Utilization of Raw Glycerol for Pyocyanin Production from Pseudomonas Aeruginosa in Half-Microbial Fuel Cells: Evaluation of Two Electrochemical Approaches

Abstract

Power generation via glycerol in Pseudomonas aeruginosa fuel cells was evaluated under improved culture conditions using two different electrochemical systems. One used Pt-black carbon felt air cathodes and proton exchange membranes. The other used ammonia pre-treated carbon felt electrodes immersed in ferricyanide as cathode and saline bridges as a cation exchange system. In all cases, ammonium pre-treated carbon felts were used as anodes. Experiments were conducted during 120 h at 37°C. Biochemical parameters such as microbial growth, substrate consumption and pyocyanin production were evaluated. Electrochemical studies of chronoamperometry, power output generation and coulombic efficiency (CE) were also performed.

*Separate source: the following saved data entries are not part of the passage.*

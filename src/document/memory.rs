//! In-process simulated editor
//!
//! Behaves like a single-window editor: one active document with a saved
//! flag and revision tracking. In tests the `set_*`/`mark_*` hooks stand in
//! for a user working in the application.

use async_trait::async_trait;
use base64::engine::general_purpose::STANDARD;
use base64::Engine;
use docbridge_shared::ContentFormat;
use tracing::{debug, info, warn};

use super::{DocumentControl, DocumentError};

/// State of the simulated active document
#[derive(Debug, Clone, PartialEq, Eq)]
pub struct OpenDocument {
    pub path: String,
    pub content: Vec<u8>,
    pub format: ContentFormat,
    pub saved: bool,
    pub track_revisions: bool,
    /// Tracked changes not yet accepted
    pub pending_revisions: usize,
}

impl OpenDocument {
    fn new(path: impl Into<String>) -> Self {
        Self {
            path: path.into(),
            content: Vec::new(),
            format: ContentFormat::Plain,
            saved: true,
            track_revisions: false,
            pending_revisions: 0,
        }
    }
}

/// Simulated document host
#[derive(Debug)]
pub struct MemoryDocument {
    /// Whether the host process is running
    alive: bool,
    /// Cached handle
    connected: bool,
    document: Option<OpenDocument>,
    save_calls: usize,
    replace_calls: usize,
}

impl MemoryDocument {
    /// A running host with no open document
    pub fn new() -> Self {
        Self {
            alive: true,
            connected: false,
            document: None,
            save_calls: 0,
            replace_calls: 0,
        }
    }

    /// A running host with one saved document open
    pub fn with_document(path: impl Into<String>) -> Self {
        Self {
            document: Some(OpenDocument::new(path)),
            ..Self::new()
        }
    }

    /// Start or terminate the simulated host
    #[cfg(test)]
    pub fn set_alive(&mut self, alive: bool) {
        self.alive = alive;
    }

    #[cfg(test)]
    pub fn close_document(&mut self) {
        self.document = None;
    }

    /// Simulate a user edit
    #[cfg(test)]
    pub fn mark_dirty(&mut self) {
        if let Some(doc) = self.document.as_mut() {
            doc.saved = false;
            if doc.track_revisions {
                doc.pending_revisions += 1;
            }
        }
    }

    /// Simulate the user pressing save in the application
    #[cfg(test)]
    pub fn mark_saved_externally(&mut self) {
        if let Some(doc) = self.document.as_mut() {
            doc.saved = true;
        }
    }

    #[cfg(test)]
    pub fn set_track_revisions(&mut self, on: bool) {
        if let Some(doc) = self.document.as_mut() {
            doc.track_revisions = on;
        }
    }

    #[cfg(test)]
    pub fn document(&self) -> Option<&OpenDocument> {
        self.document.as_ref()
    }

    #[cfg(test)]
    pub fn save_calls(&self) -> usize {
        self.save_calls
    }

    #[cfg(test)]
    pub fn replace_calls(&self) -> usize {
        self.replace_calls
    }

    fn check_alive(&mut self) -> Result<(), DocumentError> {
        if !self.connected {
            return Err(DocumentError::NotConnected);
        }
        if !self.alive {
            warn!("[DOC] Document host disconnected");
            self.connected = false;
            return Err(DocumentError::NotConnected);
        }
        Ok(())
    }

    fn active(&mut self) -> Result<&mut OpenDocument, DocumentError> {
        self.check_alive()?;
        self.document.as_mut().ok_or(DocumentError::NoActiveDocument)
    }

    fn replace_active(&mut self, content: &str, format: ContentFormat) -> Result<(), DocumentError> {
        // Decode before touching the document.
        let bytes = match format {
            ContentFormat::Base64 => STANDARD.decode(content.trim())?,
            ContentFormat::Html | ContentFormat::Plain => content.as_bytes().to_vec(),
        };

        let doc = self.active()?;
        // Tracking stays off afterwards, whatever it was before.
        doc.track_revisions = false;
        doc.pending_revisions = 0;
        doc.content = bytes;
        doc.format = format;
        doc.saved = false;
        Ok(())
    }
}

impl Default for MemoryDocument {
    fn default() -> Self {
        Self::new()
    }
}

#[async_trait]
impl DocumentControl for MemoryDocument {
    async fn connect(&mut self) -> bool {
        if self.connected {
            return true;
        }
        if !self.alive {
            return false;
        }
        self.connected = true;
        info!("[DOC] Connected to simulated document host");
        true
    }

    async fn is_connected(&mut self) -> bool {
        self.check_alive().is_ok()
    }

    async fn current_document_path(&mut self) -> Option<String> {
        self.active().ok().map(|doc| doc.path.clone())
    }

    async fn is_document_saved(&mut self) -> Option<bool> {
        self.active().ok().map(|doc| doc.saved)
    }

    async fn save(&mut self) -> bool {
        self.save_calls += 1;
        debug!("[DOC] Save request #{}", self.save_calls);
        match self.active() {
            Ok(doc) => {
                doc.saved = true;
                true
            }
            Err(e) => {
                warn!("[DOC] Save failed: {}", e);
                false
            }
        }
    }

    async fn replace(&mut self, content: &str, format: ContentFormat) -> bool {
        self.replace_calls += 1;
        debug!("[DOC] Replace request #{}", self.replace_calls);
        match self.replace_active(content, format) {
            Ok(()) => true,
            Err(e) => {
                warn!("[DOC] Replace failed: {}", e);
                false
            }
        }
    }
}
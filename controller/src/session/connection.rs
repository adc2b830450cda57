//! Individual bridge session handling

use anyhow::Result;
use docbridge_shared::{codec, Outbound, Task};
use futures::stream::{SplitSink, SplitStream};
use futures::{SinkExt, StreamExt};
use std::net::SocketAddr;
use std::sync::Arc;
use std::time::Instant;
use tokio::net::TcpStream;
use tokio::sync::Mutex;
use tokio_tungstenite::tungstenite::Message;
use tokio_tungstenite::{accept_async, WebSocketStream};
use tracing::{debug, warn};

type WsStream = WebSocketStream<TcpStream>;

/// Handle to send commands to the bridge
#[derive(Clone)]
pub struct SessionHandle {
    pub id: u64,
    pub addr: SocketAddr,
    writer: Arc<Mutex<SplitSink<WsStream, Message>>>,
    pub connected_at: Instant,
}

impl SessionHandle {
    /// Send a command envelope for this task
    pub async fn send(&self, task: &Task) -> Result<()> {
        let text = codec::encode_command(task)?;
        let mut writer = self.writer.lock().await;
        writer.send(Message::Text(text.into())).await?;
        Ok(())
    }

    /// Send a Close frame; errors are ignored
    pub async fn close(&self) {
        let mut writer = self.writer.lock().await;
        let _ = writer.close().await;
    }
}

/// Active bridge session
pub struct BridgeSession {
    pub handle: SessionHandle,
    reader: SplitStream<WsStream>,
}

impl BridgeSession {
    /// Complete the WebSocket handshake on an accepted TCP stream
    pub async fn accept(stream: TcpStream, addr: SocketAddr, id: u64) -> Result<Self> {
        let ws = accept_async(stream).await?;
        let (writer, reader) = ws.split();

        let handle = SessionHandle {
            id,
            addr,
            writer: Arc::new(Mutex::new(writer)),
            connected_at: Instant::now(),
        };
        Ok(Self { handle, reader })
    }

    /// Get a cloneable handle for sending commands
    pub fn get_handle(&self) -> SessionHandle {
        self.handle.clone()
    }

    /// Read the next response or event from the bridge.
    /// Returns None once the connection is closed.
    pub async fn recv(&mut self) -> Option<Outbound> {
        loop {
            let text = match self.reader.next().await? {
                Ok(Message::Text(text)) => text.to_string(),
                Ok(Message::Binary(data)) => match String::from_utf8(data.to_vec()) {
                    Ok(text) => text,
                    Err(_) => {
                        warn!("Dropping non UTF-8 binary frame from {}", self.handle.addr);
                        continue;
                    }
                },
                Ok(Message::Close(_)) => return None,
                Ok(_) => continue,
                Err(e) => {
                    warn!("Read error from {}: {}", self.handle.addr, e);
                    return None;
                }
            };

            match codec::decode_outbound(&text) {
                Ok(message) => return Some(message),
                Err(e) => {
                    warn!("Decode error from {}: {}", self.handle.addr, e);
                    debug!("  Frame: {}", text);
                }
            }
        }
    }
}

#[cfg(test)]
pub(crate) mod testing {
    use super::*;
    use tokio::net::TcpListener;
    use tokio_tungstenite::{connect_async, MaybeTlsStream};

    pub(crate) type BridgeSide = WebSocketStream<MaybeTlsStream<TcpStream>>;

    /// A session accepted on a loopback listener plus the bridge's end
    pub(crate) async fn loopback(id: u64) -> (BridgeSession, BridgeSide) {
        let listener = TcpListener::bind("127.0.0.1:0").await.unwrap();
        let addr = listener.local_addr().unwrap();

        let accept = tokio::spawn(async move {
            let (stream, peer) = listener.accept().await.unwrap();
            BridgeSession::accept(stream, peer, id).await.unwrap()
        });
        let (bridge, _) = connect_async(format!("ws://{}/ws", addr)).await.unwrap();
        (accept.await.unwrap(), bridge)
    }
}
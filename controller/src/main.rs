mod command;
mod console;
mod session;

use clap::Parser;
use command::{CommandDispatcher, TimeoutTracker};
use console::ConsoleCommand;
use docbridge_shared::{defaults, Task};
use session::{BridgeSession, SessionManager};
use std::future::Future;
use std::net::SocketAddr;
use std::sync::Arc;
use std::time::Duration;
use tokio::io::{AsyncBufRead, AsyncBufReadExt, BufReader};
use tokio::net::{TcpListener, TcpStream};

use tracing::{error, info, warn};
use tracing_subscriber::{fmt, prelude::*, EnvFilter};

/// Console controller for a document bridge
#[derive(Parser, Debug)]
#[command(name = "doc-controller", version)]
struct Args {
    /// Address to accept bridge connections on
    #[arg(long, env = "DOC_CONTROLLER_LISTEN", default_value = "0.0.0.0:8080")]
    listen: SocketAddr,

    /// How long to wait for a response before reporting it lost
    #[arg(long, env = "DOC_CONTROLLER_RESPONSE_TIMEOUT_MS", default_value_t = defaults::RESPONSE_TIMEOUT_MS)]
    response_timeout_ms: u64,
}

#[tokio::main]
async fn main() -> anyhow::Result<()> {
    // Initialize tracing
    tracing_subscriber::registry()
        .with(fmt::layer())
        .with(EnvFilter::try_from_default_env().unwrap_or_else(|_| EnvFilter::new("info")))
        .init();

    let args = Args::parse();

    let listener = TcpListener::bind(args.listen).await?;
    info!("Controller listening on ws://{}", listener.local_addr()?);

    let sessions = Arc::new(SessionManager::new());
    let dispatcher = Arc::new(CommandDispatcher::new(
        sessions.clone(),
        Duration::from_millis(args.response_timeout_ms),
    ));

    // Spawn accept loop
    tokio::spawn(accept_loop(listener, sessions.clone(), dispatcher.clone()));

    // Spawn timeout tracker
    let tracker = TimeoutTracker::new(dispatcher.clone());
    tokio::spawn(async move { tracker.run().await });

    println!("{}", console::USAGE);
    let stdin = BufReader::new(tokio::io::stdin());
    run_console(stdin, &sessions, &dispatcher, async {
        let _ = tokio::signal::ctrl_c().await;
    })
    .await?;

    if let Some(handle) = sessions.active().await {
        handle.close().await;
    }
    info!("Controller stopped");
    Ok(())
}

/// Read console commands until `quit` or `stop` resolves. Closed input
/// only ends reading; the controller keeps serving until `stop`.
async fn run_console<R, F>(
    reader: R,
    sessions: &SessionManager,
    dispatcher: &CommandDispatcher,
    stop: F,
) -> std::io::Result<()>
where
    R: AsyncBufRead + Unpin,
    F: Future<Output = ()>,
{
    tokio::pin!(stop);
    let mut lines = reader.lines();
    loop {
        let line = tokio::select! {
            line = lines.next_line() => line?,
            _ = &mut stop => return Ok(()),
        };
        let Some(line) = line else {
            info!("Console input closed, serving until Ctrl+C");
            stop.await;
            return Ok(());
        };

        match console::parse(&line) {
            Ok(Some(ConsoleCommand::Quit)) => return Ok(()),
            Ok(Some(command)) => run_command(command, sessions, dispatcher).await,
            Ok(None) => {}
            Err(e) => warn!("{}", e),
        }
    }
}

async fn run_command(command: ConsoleCommand, sessions: &SessionManager, dispatcher: &CommandDispatcher) {
    let task = match command {
        ConsoleCommand::Save => Task::save(""),
        ConsoleCommand::Replace {
            format,
            file,
            check_path,
        } => match console::load_content(format, &file) {
            Ok(content) => Task::replace("", content, format, check_path),
            Err(e) => {
                error!("{:#}", e);
                return;
            }
        },
        ConsoleCommand::Status => {
            match sessions.active().await {
                Some(handle) => info!(
                    "Bridge {} connected for {}s",
                    handle.addr,
                    handle.connected_at.elapsed().as_secs()
                ),
                None => info!("No bridge connected"),
            }
            info!("Pending commands: {}", dispatcher.pending_count().await);
            return;
        }
        ConsoleCommand::Help => {
            println!("{}", console::USAGE);
            return;
        }
        ConsoleCommand::Quit => return,
    };

    if let Err(e) = dispatcher.send_command(task).await {
        error!("Command not sent: {}", e);
    }
}

/// Accept bridge connections; the newest one becomes the active session
async fn accept_loop(listener: TcpListener, sessions: Arc<SessionManager>, dispatcher: Arc<CommandDispatcher>) {
    loop {
        match listener.accept().await {
            Ok((stream, addr)) => {
                tokio::spawn(handle_connection(stream, addr, sessions.clone(), dispatcher.clone()));
            }
            Err(e) => error!("Accept failed: {}", e),
        }
    }
}

async fn handle_connection(
    stream: TcpStream,
    addr: SocketAddr,
    sessions: Arc<SessionManager>,
    dispatcher: Arc<CommandDispatcher>,
) {
    let id = sessions.next_session_id();
    let mut session = match BridgeSession::accept(stream, addr, id).await {
        Ok(session) => session,
        Err(e) => {
            warn!("Handshake with {} failed: {}", addr, e);
            return;
        }
    };
    info!("Bridge connected: {}", addr);

    if let Some(previous) = sessions.register(session.get_handle()).await {
        info!("Replacing previous bridge session from {}", previous.addr);
        previous.close().await;
    }

    while let Some(message) = session.recv().await {
        dispatcher.handle_message(message).await;
    }

    if sessions.unregister(id).await {
        info!("Bridge disconnected: {}", addr);
    }
}
//! Session management for the connected bridge
//!
//! This module handles:
//! - Accepting WebSocket connections from the bridge
//! - Keeping exactly one active session (newest wins)
//! - Routing commands out and responses/events back in

mod connection;
mod manager;

pub use connection::{BridgeSession, SessionHandle};
pub use manager::SessionManager;

#[cfg(test)]
pub(crate) use connection::testing;
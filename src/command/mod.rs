//! Command execution for the bridge
//!
//! This module handles:
//! - Dispatching decoded tasks to the matching handler
//! - Turning handler results into response envelopes
//! - The fixed-period dispatch loop that drives the document host

mod dispatcher;
mod executor;
pub mod handlers;

pub use dispatcher::{DispatchConfig, DispatchLoop};
pub use executor::{execute, CommandResult};
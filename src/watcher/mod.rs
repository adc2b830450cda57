//! Save watcher
//!
//! Samples the document host once per dispatch cycle and reports
//! unsaved -> saved transitions as `saved` events.

mod poller;

pub use poller::SavePoller;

Initial concentrations of 25 g L−1 of pure glycerol were used. Small differences between systems, in terms of PCN production, glycerol consumption or microbial growth were observed. Also, good results in terms of current densities (Idmax) of 42 ± 2.1 μA cm−2, CE of 48 ± 2.4% and power output densities (Pdmax) of 350 ± 17.5 mW m−2, were achieved. The power output densities were at least 4 times higher than other previously reported MFCs based also on PCN production from pure glycerol or glucose. In contrast, when both systems were supplemented with raw glycerol obtained as by-product from biodiesel industry, lower values for Idmax, CE and Pdmax ranging 23 ± 1.15 μA cm−2, 36 ± 1.18% and 240 ± 12.0 mW m−2, were respectively achieved, depending on the electrochemical system used.